Work order: Give again only those lines from the start of the entries through the line holding "static USER_SERVICE: Lazy<UserService>", leaving them as they are.

Material for this exercise:
use actix_web::{HttpRequest, HttpResponse, Result as ActixResult, web};
use once_cell::sync::Lazy;

use crate::middlewares;
use crate::models::users::entities::UserRole;
use crate::models::users::requests::{CreateUserRequest, UpdateUserRequest, UserListParams};
use crate::services::UserService;
use crate::utils::SafeIDI64;

// 懒加载的全局 UserService 实例
static USER_SERVICE: Lazy<UserService> = Lazy::new(UserService::new_lazy);

// HTTP处理程序
pub async fn list_users(
    req: HttpRequest,
    query: web::Query<UserListParams>,
) -> ActixResult<HttpResponse> {
    USER_SERVICE.list_users(query.into_inner(), &req).await
}

pub async fn create_user(
    req: HttpRequest,
    user_data: web::Json<CreateUserRequest>,
) -> ActixResult<HttpResponse> {
    USER_SERVICE.create_user(user_data.into_inner(), &req).await
}

pub async fn get_user(req: HttpRequest, user_id: SafeIDI64) -> ActixResult<HttpResponse> {
    USER_SERVICE.get_user(user_id.0, &req).await
}

pub async fn update_user(
    req: HttpRequest,
    user_id: SafeIDI64,
    update_data: web::Json<UpdateUserRequest>,
) -> ActixResult<HttpResponse> {
    USER_SERVICE
        .update_user(user_id.0, update_data.into_inner(), &req)
        .await
}

pub async fn delete_user(req: HttpRequest, user_id: SafeIDI64) -> ActixResult<HttpResponse> {
    USER_SERVICE.delete_user(user_id.0, &req).await
}

// 配置路由
pub fn configure_user_routes(cfg: &mut web::ServiceConfig) {
    cfg.service(
        web::scope("/api/v1/users")
            .wrap(middlewares::RequireJWT)
            .service(
                web::scope("")
                    .wrap(middlewares::RequireRole::new_any(UserRole::admin_roles()))
                    .route("", web::get().to(list_users))
                    .route("", web::post().to(create_user))
                    .route("/{id}", web::get().to(get_user))
                    .route("/{id}", web::put().to(update_user))
                    .route("/{id}", web::delete().to(delete_user)),
            ),
    );
}
use actix_web::{HttpRequest, HttpResponse, Result as ActixResult};

use super::TeacherService;
use crate::models::{ApiResponse, ErrorCode};

/// 教师主页：档案 + 所授开课（含历史学期）
pub async fn get_teacher_profile(
    service: &TeacherService,
    teacher_id: i64,
    request: &HttpRequest,
) -> ActixResult<HttpResponse> {
    let storage = service.get_storage(request);

    match storage.get_teacher_profile(teacher_id).await {
        Ok(Some(profile)) => Ok(HttpResponse::Ok().json(ApiResponse::success(
            profile,
            "Teacher profile retrieved successfully",
        ))),
        Ok(None) => Ok(HttpResponse::NotFound().json(ApiResponse::error_empty(
            ErrorCode::TeacherNotFound,
            "Teacher not found",
        ))),
        Err(e) => Ok(
            HttpResponse::InternalServerError().json(ApiResponse::error_empty(
                ErrorCode::InternalServerError,
                format!("Failed to get teacher profile: {e}"),
            )),
        ),
    }
}
pub mod entities;
pub mod requests;
pub mod responses;
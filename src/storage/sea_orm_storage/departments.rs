use super::SeaOrmStorage;
use crate::entity::departments::{ActiveModel, Column, Entity as Departments};
use crate::errors::{Result, SchoolSystemError};
use crate::models::{
    PaginationInfo,
    departments::{
        entities::Department,
        requests::{CreateDepartmentRequest, DepartmentListQuery, UpdateDepartmentRequest},
        responses::DepartmentListResponse,
    },
};
use crate::utils::escape_like_pattern;
use sea_orm::{
    ActiveModelTrait, ColumnTrait, Condition, EntityTrait, PaginatorTrait, QueryFilter, QueryOrder,
    Set,
};

impl SeaOrmStorage {
    /// 创建部门
    pub async fn create_department_impl(&self, req: CreateDepartmentRequest) -> Result<Department> {
        let now = chrono::Utc::now().timestamp();

        let model = ActiveModel {
            name: Set(req.name),
            code: Set(req.code),
            description: Set(req.description),
            created_at: Set(now),
            updated_at: Set(now),
            ..Default::default()
        };

        let result = model
            .insert(&self.db)
            .await
            .map_err(|e| super::map_unique_violation(e, "部门编码已存在", "创建部门失败"))?;

        Ok(result.into_department())
    }

    /// 通过 ID 获取部门
    pub async fn get_department_by_id_impl(&self, id: i64) -> Result<Option<Department>> {
        let result = Departments::find_by_id(id)
            .one(&self.db)
            .await
            .map_err(|e| SchoolSystemError::database_operation(format!("查询部门失败: {e}")))?;

        Ok(result.map(|m| m.into_department()))
    }

    /// 通过编码获取部门
    pub async fn get_department_by_code_impl(&self, code: &str) -> Result<Option<Department>> {
        let result = Departments::find()
            .filter(Column::Code.eq(code))
            .one(&self.db)
            .await
            .map_err(|e| SchoolSystemError::database_operation(format!("查询部门失败: {e}")))?;

        Ok(result.map(|m| m.into_department()))
    }

    /// 分页列出部门
    pub async fn list_departments_with_pagination_impl(
        &self,
        query: DepartmentListQuery,
    ) -> Result<DepartmentListResponse> {
        let page = query.page.unwrap_or(1).max(1) as u64;
        let size = query.size.unwrap_or(10).clamp(1, 100) as u64;

        let mut select = Departments::find();

        // 搜索条件
        if let Some(ref search) = query.search
            && !search.trim().is_empty()
        {
            let escaped = escape_like_pattern(search.trim());
            select = select.filter(
                Condition::any()
                    .add(Column::Name.contains(&escaped))
                    .add(Column::Code.contains(&escaped)),
            );
        }

        // 排序
        select = select.order_by_asc(Column::Code);

        // 分页查询
        let paginator = select.paginate(&self.db, size);
        let total = paginator
            .num_items()
            .await
            .map_err(|e| SchoolSystemError::database_operation(format!("查询部门总数失败: {e}")))?;

        let pages = paginator
            .num_pages()
            .await
            .map_err(|e| SchoolSystemError::database_operation(format!("查询部门页数失败: {e}")))?;

        let departments = paginator
            .fetch_page(page - 1)
            .await
            .map_err(|e| SchoolSystemError::database_operation(format!("查询部门列表失败: {e}")))?;

        Ok(DepartmentListResponse {
            items: departments
                .into_iter()
                .map(|m| m.into_department())
                .collect(),
            pagination: PaginationInfo {
                page: page as i64,
                page_size: size as i64,
                total: total as i64,
                total_pages: pages as i64,
            },
        })
    }

    /// 更新部门信息
    pub async fn update_department_impl(
        &self,
        id: i64,
        update: UpdateDepartmentRequest,
    ) -> Result<Option<Department>> {
        let existing = self.get_department_by_id_impl(id).await?;
        if existing.is_none() {
            return Ok(None);
        }

        let now = chrono::Utc::now().timestamp();

        let mut model = ActiveModel {
            id: Set(id),
            updated_at: Set(now),
            ..Default::default()
        };

        if let Some(name) = update.name {
            model.name = Set(name);
        }

        if let Some(description) = update.description {
            model.description = Set(Some(description));
        }

        let result = model
            .update(&self.db)
            .await
            .map_err(|e| SchoolSystemError::database_operation(format!("更新部门失败: {e}")))?;

        Ok(Some(result.into_department()))
    }

    /// 删除部门
    pub async fn delete_department_impl(&self, id: i64) -> Result<bool> {
        let result = Departments::delete_by_id(id)
            .exec(&self.db)
            .await
            .map_err(|e| SchoolSystemError::database_operation(format!("删除部门失败: {e}")))?;

        Ok(result.rows_affected > 0)
    }

    /// 统计部门数量
    pub async fn count_departments_impl(&self) -> Result<u64> {
        let count = Departments::find()
            .count(&self.db)
            .await
            .map_err(|e| SchoolSystemError::database_operation(format!("统计部门数量失败: {e}")))?;

        Ok(count)
    }
}
//! 仪表盘模型
//!
//! 登录身份在认证阶段一次性确定，载荷按角色打成带标签的联合类型，
//! 前端依据 role 字段分发渲染，不再探测可选字段。

use crate::models::assignments::entities::AssignmentSubmission;
use crate::models::offerings::responses::OfferingSummary;
use serde::Serialize;
use ts_rs::TS;

#[derive(Debug, Serialize, TS)]
#[serde(tag = "role", rename_all = "snake_case")]
#[ts(export, export_to = "../frontend/src/types/generated/dashboard.ts")]
pub enum DashboardResponse {
    // 管理员看系统总览
    Admin {
        total_students: i64,
        total_teachers: i64,
        active_courses: i64,
        total_departments: i64,
    },
    // 学生看自己的学业概况
    Student {
        gpa: f64,
        attendance_percentage: f64,
        current_course_count: i64,
        recent_submissions: Vec<AssignmentSubmission>,
    },
    // 教师看自己负责的开课
    Teacher {
        offering_count: i64,
        total_enrollment: i64,
        offerings: Vec<OfferingSummary>,
    },
}

#[cfg(test)]
mod tests {
    use super::*;

    #[test]
    fn test_dashboard_role_tag() {
        let payload = DashboardResponse::Admin {
            total_students: 120,
            total_teachers: 15,
            active_courses: 30,
            total_departments: 4,
        };
        let json = serde_json::to_value(&payload).unwrap();
        assert_eq!(json["role"], "admin");
        assert_eq!(json["total_students"], 120);
    }

    #[test]
    fn test_student_dashboard_tag() {
        let payload = DashboardResponse::Student {
            gpa: 3.43,
            attendance_percentage: 90.0,
            current_course_count: 4,
            recent_submissions: vec![],
        };
        let json = serde_json::to_value(&payload).unwrap();
        assert_eq!(json["role"], "student");
        assert!(json.get("total_students").is_none());
    }
}
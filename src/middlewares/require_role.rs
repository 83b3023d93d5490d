/*!
 * 基于角色的访问控制中间件
 *
 * 此中间件必须在 RequireJWT 中间件之后使用，用于验证用户是否具有特定角色权限。
 *
 * ## 使用方法
 *
 * ```rust,ignore
 * use actix_web::{web, App, HttpServer};
 * use crate::middlewares::require_jwt::RequireJWT;
 * use crate::middlewares::require_role::RequireRole;
 * use crate::models::users::entities::UserRole;
 *
 * HttpServer::new(|| {
 *     App::new()
 *         .service(
 *             web::scope("/api")
 *                 .wrap(RequireJWT)  // 先验证JWT
 *                 .service(
 *                     web::scope("/admin")
 *                         .wrap(RequireRole::new(&UserRole::Admin)))  // 再验证角色
 *                         .route("/users", web::get().to(admin_users_handler))
 *                 )
 *         )
 * })
 * ```
 *
 * 或者验证多个角色：
 *
 * ```rust,ignore
 * .wrap(RequireRole::new_any(UserRole::admin_roles()))  // 任一角色即可
 * ```
 */

use actix_service::{Service, Transform};
use actix_web::{
    Error, HttpMessage,
    body::EitherBody,
    dev::{ServiceRequest, ServiceResponse},
    http::StatusCode,
};
use futures_util::future::{LocalBoxFuture, Ready, ready};
use std::rc::Rc;
use tracing::info;

use crate::{
    middlewares::RequireJWT,
    models::{
        ErrorCode,
        users::entities::{self, UserRole},
    },
};

use super::create_error_response;

#[derive(Clone)]
pub struct RequireRole {
    required_roles: Vec<UserRole>,
    require_all: bool, // true表示需要所有角色，false表示任一角色即可
}

impl RequireRole {
    /// 创建需要特定角色的中间件
    pub fn new(role: &UserRole) -> Self {
        Self {
            required_roles: vec![role.clone()],
            require_all: true,
        }
    }

    /// 创建需要任一角色的中间件
    pub fn new_any(roles: &[&UserRole]) -> Self {
        Self {
            required_roles: roles.iter().map(|r| (*r).clone()).collect(),
            require_all: false,
        }
    }
}

impl<S, B> Transform<S, ServiceRequest> for RequireRole
where
    S: Service<ServiceRequest, Response = ServiceResponse<B>, Error = Error> + 'static,
    B: 'static,
{
    type Response = ServiceResponse<EitherBody<B>>;
    type Error = Error;
    type InitError = ();
    type Transform = RequireRoleMiddleware<S>;
    type Future = Ready<Result<Self::Transform, Self::InitError>>;

    fn new_transform(&self, service: S) -> Self::Future {
        ready(Ok(RequireRoleMiddleware {
            service: Rc::new(service),
            required_roles: self.required_roles.clone(),
            require_all: self.require_all,
        }))
    }
}

pub struct RequireRoleMiddleware<S> {
    service: Rc<S>,
    required_roles: Vec<UserRole>,
    require_all: bool,
}

impl<S, B> Service<ServiceRequest> for RequireRoleMiddleware<S>
where
    S: Service<ServiceRequest, Response = ServiceResponse<B>, Error = Error> + 'static,
    B: 'static,
{
    type Response = ServiceResponse<EitherBody<B>>;
    type Error = Error;
    type Future = LocalBoxFuture<'static, Result<Self::Response, Self::Error>>;

    fn poll_ready(
        &self,
        ctx: &mut std::task::Context<'_>,
    ) -> std::task::Poll<Result<(), Self::Error>> {
        self.service.poll_ready(ctx)
    }

    fn call(&self, req: ServiceRequest) -> Self::Future {
        let srv = self.service.clone();
        let required_roles = self.required_roles.clone();
        let require_all = self.require_all;

        Box::pin(async move {
            // 从请求扩展中获取用户Claims
            let user_claims = req.extensions().get::<entities::User>().cloned();

            match user_claims {
                Some(claims) => {
                    let user_sub = claims.id;
                    let user_role = RequireJWT::extract_user_role(req.request());
                    let has_permission = if require_all {
                        // 需要所有角色（通常用于单一角色验证）
                        required_roles
                            .iter()
                            .all(|role| user_role.as_ref() == Some(role))
                    } else {
                        // 需要任一角色
                        required_roles
                            .iter()
                            .any(|role| user_role.as_ref() == Some(role))
                    };

                    if has_permission {
                        let res = srv.call(req).await?.map_into_left_body();
                        Ok(res)
                    } else {
                        info!(
                            "Access denied for user {} (role: {:?}). Required roles: {:?}",
                            user_sub, user_role, required_roles
                        );
                        Ok(req.into_response(
                            create_error_response(
                                StatusCode::FORBIDDEN,
                                ErrorCode::Unauthorized,
                                "Access denied.",
                            )
                            .map_into_right_body(),
                        ))
                    }
                }
                None => {
                    info!(
                        "Role check failed: No user claims found in request. Make sure RequireJWT middleware is applied first."
                    );
                    Ok(req.into_response(
                        create_error_response(
                            StatusCode::UNAUTHORIZED,
                            ErrorCode::Unauthorized,
                            "Authentication required",
                        )
                        .map_into_right_body(),
                    ))
                }
            }
        })
    }
}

Response to this task:
use actix_web::{HttpRequest, HttpResponse, Result as ActixResult, web};
use once_cell::sync::Lazy;

use crate::middlewares;
use crate::models::users::entities::UserRole;
use crate::models::users::requests::{CreateUserRequest, UpdateUserRequest, UserListParams};
use crate::services::UserService;
use crate::utils::SafeIDI64;

// 懒加载的全局 UserService 实例
static USER_SERVICE: Lazy<UserService> = Lazy::new(UserService::new_lazy);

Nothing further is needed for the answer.